» THE TASK: Write out exactly what each line says, starting with the first line below and ending on the one with "Creates a generator".

» RECORDS:
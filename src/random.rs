//! Seeded random number generation.
//!
//! Every stochastic routine in this crate is generic over `R: Rng`, so
//! tests pass a generator built here with a fixed seed and production
//! runs derive one from [`rand::random`].

use rand::rngs::StdRng;
use rand::SeedableRng;

/// Creates a deterministic generator from a 64-bit seed.
pub fn create_rng(seed: u64) -> StdRng {
    StdRng::seed_from_u64(seed)
}

/// Creates a generator from `seed`, or from a fresh random seed when `None`.
pub fn rng_from_option(seed: Option<u64>) -> StdRng {
    match seed {
        Some(seed) => create_rng(seed),
        None => create_rng(rand::random()),
    }
}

» PROBLEM SOLUTION:
filename src/random.rs
//! Seeded random number generation.
//!
//! Every stochastic routine in this crate is generic over `R: Rng`, so
//! tests pass a generator built here with a fixed seed and production
//! runs derive one from [`rand::random`].

use rand::rngs::StdRng;
use rand::SeedableRng;

/// Creates a deterministic generator from a 64-bit seed.
pub fn create_rng(seed: u64) -> StdRng {
    StdRng::seed_from_u64(seed)
}

/// Creates a generator from `seed`, or from a fresh random seed when `None`.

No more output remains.